README.md

# Penelope

Natural Language Processing (NLP) and Machine Learning (ML) library for Elixir.
Penelope provides a scikit-learn-inspired interface to the the
[LIBSVM](https://www.csie.ntu.edu.tw/~cjlin/libsvm/),
[LIBLINEAR](https://www.csie.ntu.edu.tw/~cjlin/liblinear/), and
[CRFsuite](http://www.chokkan.org/software/crfsuite/) C/C++ libraries in
Elixir, which can be used for many ML/NLP applications.

## Status
[![Hex](http://img.shields.io/hexpm/v/penelope.svg?style=flat)](https://hex.pm/packages/penelope)
[![CircleCI](https://circleci.com/gh/pylon/penelope.svg?style=shield)](https://circleci.com/gh/pylon/penelope)
[![Coverage](https://coveralls.io/repos/github/pylon/penelope/badge.svg)](https://coveralls.io/github/pylon/penelope)

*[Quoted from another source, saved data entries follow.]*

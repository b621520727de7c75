use jsonwebtoken::{decode, encode, Algorithm, DecodingKey, EncodingKey, Header, Validation};
use serde::{Deserialize, Serialize};
use uuid::Uuid;
use chrono::{DateTime, Duration, Utc};
use afrilingua_common::{AppError, JwtConfig, UserRole};

#[derive(Debug, Clone, Serialize, Deserialize)]
pub struct Claims {
    pub sub: Uuid,
    pub email: String,
    pub role: UserRole,
    pub exp: i64,
    pub iat: i64,
    pub iss: String,
}

impl Claims {
    pub fn new(user_id: Uuid, email: String, role: UserRole, config: &JwtConfig) -> Self {
        let now = Utc::now();
        let exp = now + Duration::hours(config.expiration_hours as i64);

        Self {
            sub: user_id,
            email,
            role,
            exp: exp.timestamp(),
            iat: now.timestamp(),
            iss: config.issuer.clone(),
        }
    }

    pub fn user_id(&self) -> Uuid {
        self.sub
    }

    pub fn is_admin(&self) -> bool {
        self.role == UserRole::Admin
    }

    /// Fails with 403 unless the caller holds one of `roles`.
    pub fn require_role(&self, roles: &[UserRole]) -> Result<(), AppError> {
        if roles.contains(&self.role) {
            Ok(())
        } else {
            Err(AppError::Authorization(format!(
                "This action requires role: {}",
                roles.iter().map(|r| r.as_str()).collect::<Vec<_>>().join(" or ")
            )))
        }
    }

    pub fn expires_at(&self) -> DateTime<Utc> {
        DateTime::from_timestamp(self.exp, 0).unwrap_or_else(Utc::now)
    }
}

#[derive(Clone)]
pub struct JwtService {
    encoding_key: EncodingKey,
    decoding_key: DecodingKey,
    validation: Validation,
    config: JwtConfig,
}

impl JwtService {
    pub fn new(config: &JwtConfig) -> Self {
        let mut validation = Validation::new(Algorithm::HS256);
        validation.validate_exp = true;
        validation.set_issuer(&[config.issuer.as_str()]);

        Self {
            encoding_key: EncodingKey::from_secret(config.secret.as_ref()),
            decoding_key: DecodingKey::from_secret(config.secret.as_ref()),
            validation,
            config: config.clone(),
        }
    }

    pub fn issue(&self, user_id: Uuid, email: &str, role: UserRole) -> Result<(String, DateTime<Utc>), AppError> {
        let claims = Claims::new(user_id, email.to_string(), role, &self.config);
        let token = self.generate_token(&claims)?;
        Ok((token, claims.expires_at()))
    }

    pub fn generate_token(&self, claims: &Claims) -> Result<String, AppError> {
        encode(&Header::default(), claims, &self.encoding_key)
            .map_err(|e| AppError::Internal(format!("Failed to generate token: {}", e)))
    }

    pub fn validate_token(&self, token: &str) -> Result<Claims, AppError> {
        decode::<Claims>(token, &self.decoding_key, &self.validation)
            .map(|data| data.claims)
            .map_err(|e| AppError::Authentication(format!("Invalid token: {}", e)))
    }
}

#[cfg(test)]
mod tests {
    use super::*;

    fn config(secret: &str) -> JwtConfig {
        JwtConfig {
            secret: secret.to_string(),
            expiration_hours: 1,
            issuer: "afrilingua".to_string(),
        }
    }

    #[test]
    fn issued_token_round_trips_claims() {
        let service = JwtService::new(&config("secret"));
        let user_id = Uuid::new_v4();
        let (token, expires_at) = service.issue(user_id, "ada@example.com", UserRole::Tutor).unwrap();

        let claims = service.validate_token(&token).unwrap();
        assert_eq!(claims.user_id(), user_id);
        assert_eq!(claims.role, UserRole::Tutor);
        assert!(expires_at > Utc::now());
    }

    #[test]
    fn token_signed_with_other_secret_is_rejected() {
        let issuer = JwtService::new(&config("one"));
        let verifier = JwtService::new(&config("two"));
        let (token, _) = issuer.issue(Uuid::new_v4(), "a@b.c", UserRole::Student).unwrap();

        assert!(matches!(verifier.validate_token(&token), Err(AppError::Authentication(_))));
    }

    #[test]
    fn expired_token_is_rejected() {
        let service = JwtService::new(&config("secret"));
        let mut claims = Claims::new(Uuid::new_v4(), "a@b.c".into(), UserRole::Student, &config("secret"));
        claims.exp = (Utc::now() - Duration::hours(2)).timestamp();
        let token = service.generate_token(&claims).unwrap();

        assert!(service.validate_token(&token).is_err());
    }

    #[test]
    fn require_role_reports_forbidden() {
        let claims = Claims::new(Uuid::new_v4(), "a@b.c".into(), UserRole::Student, &config("s"));
        assert!(claims.require_role(&[UserRole::Student, UserRole::Admin]).is_ok());
        assert!(matches!(
            claims.require_role(&[UserRole::Tutor]),
            Err(AppError::Authorization(_))
        ));
    }
}
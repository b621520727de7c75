use serde::{Deserialize, Serialize};

use afrilingua_common::{DatabaseConfig, JwtConfig, ServerConfig};

#[derive(Debug, Clone, Serialize, Deserialize)]
pub struct AppConfig {
    pub server: ServerConfig,
    pub database: DatabaseConfig,
    pub jwt: JwtConfig,
}

impl AppConfig {
    pub fn from_env() -> Self {
        Self {
            server: ServerConfig::from_env("ANALYTICS_PORT", 8007),
            database: DatabaseConfig::from_env(),
            jwt: JwtConfig::from_env(),
        }
    }
}
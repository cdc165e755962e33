//! HTTP surface: the dashboard page, its layout, and the update endpoint.

use std::path::Path;
use std::sync::Arc;

use axum::extract::rejection::JsonRejection;
use axum::extract::State;
use axum::http::StatusCode;
use axum::response::{Html, IntoResponse, Response};
use axum::routing::{get, post};
use axum::{Json, Router};
use serde::{Deserialize, Serialize};
use serde_json::json;
use tower_http::services::ServeDir;

use crate::app::Dashboard;
use crate::error::DashboardError;
use crate::layout::PageLayout;
use crate::reactive::{Prop, Update};
use crate::state::SelectionState;

const INDEX_HTML: &str = include_str!("../assets/index.html");

/// Body of `POST /api/update`. Property ids stay strings here so an
/// unknown id is reported as a [`DashboardError::UnknownProperty`].
#[derive(Debug, Clone, Deserialize, Serialize)]
pub struct UpdateRequest {
    pub changed: Vec<String>,
    pub state: SelectionState,
}

impl UpdateRequest {
    pub fn props(&self) -> Result<Vec<Prop>, DashboardError> {
        self.changed.iter().map(|id| id.parse()).collect()
    }
}

/// A failed request, reported as `{ "error": message }`.
#[derive(Debug)]
pub enum ApiError {
    Dashboard(DashboardError),
    /// The body was not JSON, or did not match [`UpdateRequest`].
    Body(JsonRejection),
}

impl From<DashboardError> for ApiError {
    fn from(err: DashboardError) -> Self {
        ApiError::Dashboard(err)
    }
}

impl From<JsonRejection> for ApiError {
    fn from(rejection: JsonRejection) -> Self {
        ApiError::Body(rejection)
    }
}

impl IntoResponse for ApiError {
    fn into_response(self) -> Response {
        let (status, message) = match self {
            ApiError::Dashboard(err) => {
                let status = match err {
                    DashboardError::MissingColumn { .. }
                    | DashboardError::ColumnTypeMismatch { .. }
                    | DashboardError::UnknownProperty(_)
                    | DashboardError::PropValueMismatch { .. } => StatusCode::BAD_REQUEST,
                    _ => StatusCode::INTERNAL_SERVER_ERROR,
                };
                (status, err.to_string())
            }
            ApiError::Body(rejection) => (StatusCode::BAD_REQUEST, rejection.body_text()),
        };
        if status.is_server_error() {
            log::error!("callback failed: {message}");
        } else {
            log::warn!("rejected update: {message}");
        }
        (status, Json(json!({ "error": message }))).into_response()
    }
}

/// Routes over a shared, read-only dashboard.
pub fn router(dashboard: Arc<Dashboard>, assets_dir: &Path) -> Router {
    Router::new()
        .route("/", get(index))
        .route("/api/health", get(health))
        .route("/api/layout", get(layout))
        .route("/api/update", post(update))
        .nest_service("/assets", ServeDir::new(assets_dir))
        .with_state(dashboard)
}

/// Bind and serve until the process stops.
pub async fn serve(dashboard: Arc<Dashboard>, addr: std::net::SocketAddr, assets_dir: &Path) -> anyhow::Result<()> {
    let app = router(dashboard, assets_dir);
    let listener = tokio::net::TcpListener::bind(addr).await?;
    log::info!("Dashboard listening on http://{addr}");
    axum::serve(listener, app).await?;
    Ok(())
}

async fn index() -> Html<&'static str> {
    Html(INDEX_HTML)
}

async fn health() -> &'static str {
    "ok"
}

/// Rebuilt on every request so a page reload starts from the defaults.
async fn layout(State(dashboard): State<Arc<Dashboard>>) -> Result<Json<PageLayout>, ApiError> {
    Ok(Json(dashboard.layout()?))
}

async fn update(
    State(dashboard): State<Arc<Dashboard>>,
    payload: Result<Json<UpdateRequest>, JsonRejection>,
) -> Result<Json<Update>, ApiError> {
    let Json(request) = payload?;
    let changed = request.props()?;
    log::debug!("update for {changed:?}");
    Ok(Json(dashboard.update(&changed, request.state)?))
}
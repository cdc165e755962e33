use indexmap::IndexMap;

use crate::classify::{classify_column, FeatureKind};
use crate::data::model::{CellValue, Table};
use crate::data::schema::LOCATION;
use crate::error::Result;

use super::{ChartLayout, ChartSpec, Trace, TraceMode};

fn title(x_feature: &str, y_feature: &str) -> String {
    format!("Visualizing {y_feature} v. {x_feature} for Latest Data")
}

/// Compare two latest-snapshot columns across all locations.
///
/// A continuous X gives a scatter of one point per location; a categorical X
/// gives one bar per category. Choosing the same column twice yields a
/// placeholder chart.
pub fn xy_chart(latest: &Table, x_feature: &str, y_feature: &str) -> Result<ChartSpec> {
    if x_feature == y_feature {
        return Ok(ChartSpec::placeholder(
            title(x_feature, y_feature),
            format!("Pick a Y feature other than {x_feature} to compare"),
        ));
    }

    let xs = latest.column(x_feature)?;
    let ys = latest.column(y_feature)?;

    match classify_column(xs) {
        FeatureKind::Continuous => scatter(latest, x_feature, y_feature),
        FeatureKind::Categorical => {
            log::debug!("'{x_feature}' is categorical ({}), plotting bars", xs.dtype);
            let numeric = ys.dtype.is_numeric();
            let mut totals: IndexMap<&CellValue, f64> = IndexMap::new();
            for (key, value) in xs.values.iter().zip(&ys.values) {
                if key.is_null() {
                    continue;
                }
                let total = totals.entry(key).or_insert(0.0);
                if numeric {
                    *total += value.as_f64().unwrap_or(0.0);
                } else if !value.is_null() {
                    *total += 1.0;
                }
            }

            let y_title = if numeric {
                y_feature.to_string()
            } else {
                format!("count of {y_feature}")
            };
            let (categories, sums): (Vec<CellValue>, Vec<CellValue>) = totals
                .into_iter()
                .map(|(k, v)| (k.clone(), CellValue::Float(v)))
                .unzip();

            Ok(ChartSpec {
                data: vec![Trace::bar(format!("{y_feature} by {x_feature}"), categories, sums)],
                layout: ChartLayout::titled(title(x_feature, y_feature))
                    .with_axis_titles(x_feature, y_title),
            })
        }
    }
}

fn scatter(latest: &Table, x_feature: &str, y_feature: &str) -> Result<ChartSpec> {
    let xs = latest.column(x_feature)?;
    let ys = latest.column(y_feature)?;
    let locations = latest.column(LOCATION).ok();

    let mut x = Vec::new();
    let mut y = Vec::new();
    let mut labels = Vec::new();
    for row in 0..latest.len() {
        let (xv, yv) = (&xs.values[row], &ys.values[row]);
        if xv.is_null() || yv.is_null() {
            continue;
        }
        x.push(xv.clone());
        y.push(yv.clone());
        if let Some(loc) = locations {
            labels.push(loc.values[row].to_string());
        }
    }

    let mut trace = Trace::scatter(format!("{y_feature} over {x_feature}"), TraceMode::Markers, x, y);
    if locations.is_some() {
        trace.text = Some(labels);
    }

    Ok(ChartSpec {
        data: vec![trace],
        layout: ChartLayout::titled(title(x_feature, y_feature)).with_axis_titles(x_feature, y_feature),
    })
}

#[cfg(test)]
mod tests {
    use super::*;
    use crate::chart::TraceKind;
    use crate::classify::classify;
    use crate::data::model::{Column, ColumnType};

    fn text(s: &str) -> CellValue {
        CellValue::Text(s.to_string())
    }

    fn latest() -> Table {
        Table::from_columns(
            "latest",
            vec![
                Column::new(
                    "location",
                    ColumnType::Text,
                    vec![text("France"), text("Germany"), text("Japan"), text("Chile")],
                ),
                Column::new(
                    "continent",
                    ColumnType::Text,
                    vec![text("Europe"), text("Europe"), text("Asia"), CellValue::Null],
                ),
                Column::new(
                    "gdp_per_capita",
                    ColumnType::Float,
                    vec![
                        CellValue::Float(38605.67),
                        CellValue::Float(45229.25),
                        CellValue::Float(39002.22),
                        CellValue::Null,
                    ],
                ),
                Column::new(
                    "new_cases",
                    ColumnType::Float,
                    vec![
                        CellValue::Float(100.0),
                        CellValue::Float(50.0),
                        CellValue::Float(7.0),
                        CellValue::Float(3.0),
                    ],
                ),
            ],
        )
        .unwrap()
    }

    #[test]
    fn continuous_x_gives_scatter_with_location_labels() {
        let table = latest();
        assert_eq!(classify(&table, "gdp_per_capita").unwrap(), FeatureKind::Continuous);

        let fig = xy_chart(&table, "gdp_per_capita", "new_cases").unwrap();
        assert_eq!(fig.data.len(), 1);
        let trace = &fig.data[0];
        assert_eq!(trace.kind, TraceKind::Scatter);
        assert_eq!(trace.mode, Some(TraceMode::Markers));
        // Chile has no GDP and is skipped.
        assert_eq!(trace.len(), 3);
        assert_eq!(
            trace.text.as_deref(),
            Some(&["France".to_string(), "Germany".to_string(), "Japan".to_string()][..])
        );
        assert_eq!(
            fig.layout.title.text,
            "Visualizing new_cases v. gdp_per_capita for Latest Data"
        );
    }

    #[test]
    fn categorical_x_gives_bars_per_category() {
        let fig = xy_chart(&latest(), "continent", "new_cases").unwrap();
        let trace = &fig.data[0];
        assert_eq!(trace.kind, TraceKind::Bar);
        assert_eq!(trace.x, vec![text("Europe"), text("Asia")]);
        assert_eq!(trace.y, vec![CellValue::Float(150.0), CellValue::Float(7.0)]);
    }

    #[test]
    fn text_y_counts_rows() {
        let fig = xy_chart(&latest(), "continent", "location").unwrap();
        let trace = &fig.data[0];
        assert_eq!(trace.y, vec![CellValue::Float(2.0), CellValue::Float(1.0)]);
        let y_title = fig.layout.yaxis.title.as_ref().unwrap();
        assert_eq!(y_title.text, "count of location");
    }

    #[test]
    fn same_feature_twice_is_a_placeholder() {
        let fig = xy_chart(&latest(), "new_cases", "new_cases").unwrap();
        assert!(fig.is_placeholder());
    }

    #[test]
    fn unknown_feature_is_an_error() {
        assert!(xy_chart(&latest(), "continent", "median_age").is_err());
    }

    #[test]
    fn recomputation_is_deterministic() {
        let table = latest();
        let a = xy_chart(&table, "continent", "new_cases").unwrap();
        let b = xy_chart(&table, "continent", "new_cases").unwrap();
        assert_eq!(a, b);
    }
}
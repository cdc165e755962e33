use crate::chart::{filter_value_options, timeline_chart, trend_chart, xy_chart, ChartSpec};
use crate::data::model::CovidData;
use crate::error::Result;
use crate::layout::{compose, DropdownOption, PageLayout};
use crate::reactive::{Callback, CallbackGraph, Prop, PropValue, Update};
use crate::state::SelectionState;

// ---------------------------------------------------------------------------
// Callbacks
// ---------------------------------------------------------------------------

/// Latest-data comparison of the two chosen features.
fn update_xy_plot(data: &CovidData, state: &SelectionState) -> Result<Vec<PropValue>> {
    let figure = match (state.x_feature.as_deref(), state.y_feature.as_deref()) {
        (Some(x), Some(y)) => xy_chart(&data.latest, x, y)?,
        _ => ChartSpec::placeholder(
            "Target Variable Visualization",
            "Select two features to compare",
        ),
    };
    Ok(vec![PropValue::Figure(figure)])
}

/// Recompute the selectable group values and reset the selection to the first.
fn update_filter_val_options(data: &CovidData, state: &SelectionState) -> Result<Vec<PropValue>> {
    let values = match state.filter_feature.as_deref() {
        Some(feature) => filter_value_options(&data.historical, feature)?,
        None => Vec::new(),
    };
    let selection = values.first().cloned().into_iter().collect();
    let options = values.into_iter().map(DropdownOption::new).collect();
    Ok(vec![PropValue::Options(options), PropValue::Values(selection)])
}

fn update_timeline_comparator(data: &CovidData, state: &SelectionState) -> Result<Vec<PropValue>> {
    let figure = match (state.plot_feature.as_deref(), state.filter_feature.as_deref()) {
        (Some(plot), Some(filter)) => {
            timeline_chart(&data.historical, plot, filter, &state.filter_values)?
        }
        _ => ChartSpec::placeholder(
            "Historical Timeline",
            "Select a feature to plot and a feature to filter by",
        ),
    };
    Ok(vec![PropValue::Figure(figure)])
}

fn callbacks() -> Vec<Callback> {
    vec![
        Callback::new(
            "update_xy_plot",
            vec![Prop::XFeature, Prop::YFeature],
            vec![Prop::XyFigure],
            update_xy_plot,
        ),
        Callback::new(
            "update_filter_val_options",
            vec![Prop::FilterFeature],
            vec![Prop::FilterValueOptions, Prop::FilterValues],
            update_filter_val_options,
        ),
        Callback::new(
            "update_timeline_comparator",
            vec![Prop::PlotFeature, Prop::FilterFeature, Prop::FilterValues],
            vec![Prop::TimelineFigure],
            update_timeline_comparator,
        ),
    ]
}

// ---------------------------------------------------------------------------
// Dashboard
// ---------------------------------------------------------------------------

/// The loaded tables plus the callbacks wired over them. Immutable once
/// built; one instance is shared by every request.
#[derive(Debug)]
pub struct Dashboard {
    data: CovidData,
    graph: CallbackGraph,
}

impl Dashboard {
    pub fn new(data: CovidData) -> Result<Self> {
        Ok(Dashboard {
            data,
            graph: CallbackGraph::new(callbacks())?,
        })
    }

    pub fn data(&self) -> &CovidData {
        &self.data
    }

    pub fn graph(&self) -> &CallbackGraph {
        &self.graph
    }

    /// Build the page from scratch: default selection, every callback
    /// fired once, and the static trend chart.
    pub fn layout(&self) -> Result<PageLayout> {
        let initial = SelectionState::initial(&self.data);
        let Update { state, outputs } = self.graph.initial(&self.data, initial)?;
        let trend = trend_chart(&self.data.historical)?;
        Ok(compose(&self.data, state, outputs, trend))
    }

    /// React to the client's changed properties.
    pub fn update(&self, changed: &[Prop], state: SelectionState) -> Result<Update> {
        self.graph.dispatch(&self.data, state, changed)
    }
}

The API reference is available [here](https://hexdocs.pm/penelope/).

## Installation

### Dependencies
First, clone the project's submodules.

```bash
git submodule update --init
```

This package requires an implementation of `BLAS` for efficient matrix math.
It can be installed on each platform as follows:

#### OSX
BLAS is built into OSX.

#### Alpine
Install `openblas-dev` via apk.

```bash
sudo apk add openblas-dev
```

#### Ubuntu
Install `libblas-dev` via apt.

```bash
sudo apt install libblas-dev
```

### Hex
```elixir
def deps do
  [
    {:penelope, "~> 0.4"}
  ]
end
```

## Usage

### Intent Classification/Entity Recognition
Penelope can be used to build a machine learning model for identifying natural
language utterances and extracting parameters from them. The
`Penelope.NLP.IntentClassifier` module uses a predictor pipeline for
recognizing intents and a recognizer pipeline for extracting named entities
from the utterance. The following is a contrived example that classifies
intents based on the token length of the utterance.

```elixir
alias Penelope.NLP.IntentClassifier

pipeline = %{
  tokenizer: [{:ptb_tokenizer, []}],
  classifier: [{:count_vectorizer, []},
               {:linear_classifier, [probability?: true]}],
  recognizer: [{:crf_tagger, []}],
}
x = [
  "you have four pears",
  "three hundred apples would be a lot"
]
y = [
  {"intent_1", ["o", "o", "b_count", "b_fruit"]},
  {"intent_2", ["b_count", "i_count", "b_fruit", "o", "o", "o", "o"]}
]
classifier = IntentClassifier.fit(%{}, x, y, pipeline)

{intents, params} = IntentClassifier.predict_intent(
  classifier,
  %{},
  "I have three bananas"
)
```

#### Pipeline Definition

```elixir
pipeline = %{
  tokenizer: [{:ptb_tokenizer, []}],
  classifier: [{:count_vectorizer, []},
               {:linear_classifier, [probability?: true]}],
  recognizer: [{:crf_tagger, []}],
}
```

This block configures the tokenizer, classifier, and recognizer pipelines
used by the intent classifier. A pipeline in Penelope is a list of components
and configuration that are used to train/predict a machine learning model,
with an interface similar to that used in scikit-learn.

The tokenizer converts a string utterance into a sequence of tokens. In this
example, we use the [Penn Treebank](ftp://ftp.cis.upenn.edu/pub/treebank/public_html/tokenization.html)
tokenizer (`:ptb-tokenizer`). The tokenizer pipeline is run before either
of the other two pipelines, so that they can share its output.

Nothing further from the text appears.